The source code says this:
 *  The function yylex() scans the input, breaking it into
 *  tokens which are then passed to the parser.  The lexical
 *  analyser maintains a symbol table (in a very messy fashion).

so my question is could we use this symbol table to keep track of, say, COMMENT tokens.
Why would I even care about that ? I'm writing a package that will
perform syntax highlighting of R source code based on the output of the
parser, and it seems a waste to drop the comments.
An also, when you print a function to the R console, you don't get the comments, and some of them might be useful to the user.

Am I mad if I contemplate looking into this ?

Comments are syntactically the same as whitespace. You don't want them to affect the parsing.

Well, you might, but there is quite some madness lying that way.

Back in the bronze age, we did actually try to keep comments attached to (AFAIR) the preceding token. One problem is that the elements of the parse tree typically involve multiple tokens, and if comments after different tokens get stored in the same place something is not going back where it came from when deparsing. So we had problems with comments moving from one end of a loop the other and the like.

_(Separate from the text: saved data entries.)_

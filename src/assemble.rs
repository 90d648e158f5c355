//! Single-file HTML assembly.
//!
//! Stitches the ordered topic records, each topic's normalized body, and a
//! generated table of contents into one navigable HTML document. The TOC and
//! the body sections share anchor slugs derived from each record's full
//! path, so deep links always land on the matching section.

use std::path::Path;
use std::sync::LazyLock;

use anyhow::{Context, Result};
use regex::Regex;

use crate::normalize;
use crate::tree::TopicRecord;

/// Style sheet for the assembled document: sticky stacked headers per
/// nesting level, signal-word panels, the TOC sidebar, print/mobile rules.
const STYLE: &str = include_str!("assemble/style.css");

/// Headings saturate at h6.
const MAX_HEADING_LEVEL: usize = 6;

static SLUG_STRIP_RE: LazyLock<Regex> =
    LazyLock::new(|| Regex::new(r"[^\w\s/-]").expect("hardcoded slug regex"));
static SLUG_COLLAPSE_RE: LazyLock<Regex> =
    LazyLock::new(|| Regex::new(r"[\s/]+").expect("hardcoded slug regex"));

/// Derive the anchor slug for a topic path.
///
/// Lowercases, strips everything but word characters, spaces, hyphens, and
/// slashes, then collapses space/slash runs into single hyphens. Built from
/// the full path rather than the label so sibling topics with equal labels
/// under different parents stay distinct.
pub fn anchor_slug(path: &str) -> String {
    let lower = path.to_lowercase();
    let stripped = SLUG_STRIP_RE.replace_all(&lower, "");
    SLUG_COLLAPSE_RE.replace_all(&stripped, "-").to_string()
}

/// Render the nested table of contents.
///
/// Tracks the previous record's depth: a deeper record opens that many new
/// `<ol>` levels, a shallower one closes them. Category records render as
/// bold non-linking entries; content records link to their section anchor.
/// The list always closes balanced.
pub fn toc_html(records: &[TopicRecord], heading: &str) -> String {
    let mut out = format!("    <nav class=\"toc\">\n        <h2>{}</h2>\n", heading);
    let mut prev_depth: isize = -1;

    for record in records {
        let depth = record.depth() as isize;
        if depth > prev_depth {
            for _ in 0..(depth - prev_depth) {
                out.push_str("<ol>\n");
            }
        } else if depth < prev_depth {
            for _ in 0..(prev_depth - depth) {
                out.push_str("</li>\n</ol>\n");
            }
            out.push_str("</li>\n");
        } else {
            out.push_str("</li>\n");
        }

        if record.is_category {
            out.push_str(&format!("<li><strong>{}</strong>\n", record.label));
        } else {
            out.push_str(&format!(
                "<li><a href=\"#{}\">{}</a>\n",
                anchor_slug(&record.path),
                record.label
            ));
        }
        prev_depth = depth;
    }

    for _ in 0..(prev_depth + 1) {
        out.push_str("</li>\n</ol>\n");
    }
    out.push_str("    </nav>\n\n");
    out
}

/// Build the complete single-file HTML document.
///
/// Reads each content topic's `raw.json` under `output_dir`, embeds its
/// images, normalizes its markup, and emits it as a deep-linkable section.
/// Topics whose `raw.json` is missing (failed or not-yet-downloaded) are
/// skipped. `index_topic` names a root topic that duplicates the generated
/// TOC and is left out entirely.
pub fn build_html(
    records: &[TopicRecord],
    output_dir: &Path,
    title: &str,
    toc_title: &str,
    lang: &str,
    index_topic: Option<&str>,
) -> Result<String> {
    let _span = tracing::info_span!("build_html", topics = records.len()).entered();

    let mut out = format!(
        "<!DOCTYPE html>\n<html lang=\"{}\">\n<head>\n    <meta charset=\"UTF-8\">\n    \
         <meta name=\"viewport\" content=\"width=device-width, initial-scale=1.0\">\n    \
         <title>{}</title>\n    <style>\n{}\n    </style>\n</head>\n<body>\n",
        lang, title, STYLE
    );

    out.push_str(&toc_html(records, toc_title));
    out.push_str("    <div class=\"main-content\">\n");
    out.push_str(&format!("    <h1>{}</h1>\n", title));

    let mut sections = 0usize;
    for record in records {
        let level = (record.depth() + 1).min(MAX_HEADING_LEVEL);
        let anchor = anchor_slug(&record.path);

        if record.is_category {
            out.push_str(&format!(
                "    <h{level} class=\"category-header\">{}</h{level}>\n\n",
                record.label
            ));
            continue;
        }

        // The root index topic just restates the TOC.
        if index_topic.is_some_and(|skip| record.path == skip) {
            continue;
        }

        let json_path = output_dir.join(&record.path).join("raw.json");
        let raw = match std::fs::read_to_string(&json_path) {
            Ok(s) => s,
            Err(_) => {
                tracing::debug!(path = %json_path.display(), "No raw content, skipping topic");
                continue;
            }
        };
        let data: serde_json::Value = serde_json::from_str(&raw)
            .with_context(|| format!("Invalid JSON in {}", json_path.display()))?;
        let body_html = data
            .get("bodyHtml")
            .and_then(|v| v.as_str())
            .unwrap_or_default();

        // Embed images first: the rewriter needs the data-src attributes
        // that normalization strips.
        let embedded = normalize::rewrite_images(body_html, output_dir);
        let cleaned = normalize::normalize_topic_html(&embedded);

        out.push_str(&format!(
            "    <div class=\"topic-section\" id=\"{}\">\n        <h{level}>{}</h{level}>\n        {}\n    </div>\n\n",
            anchor, record.label, cleaned
        ));
        sections += 1;
    }

    out.push_str("    </div>\n</body>\n</html>");
    tracing::info!(sections, bytes = out.len(), "Assembled HTML document");
    Ok(out)
}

You could try extending the scheme by encoding which part of a syntactic structure the comment belongs to, but consider for instance how many places in a function call you can stick in a comment.

f #here
( #here
a #here (possibly)
= #here
1 #this one belongs to the argument, though
) #but here as well


If you're doing syntax highlighting, you can determine the whitespace by
looking at the srcref records, and then parse that to determine what isn't being counted as tokens. (I think you'll find a few things there besides whitespace, but it is a fairly limited set, so shouldn't be too hard to recognize.)

The Rd parser is different, because in an Rd file, whitespace is significant, so it gets kept.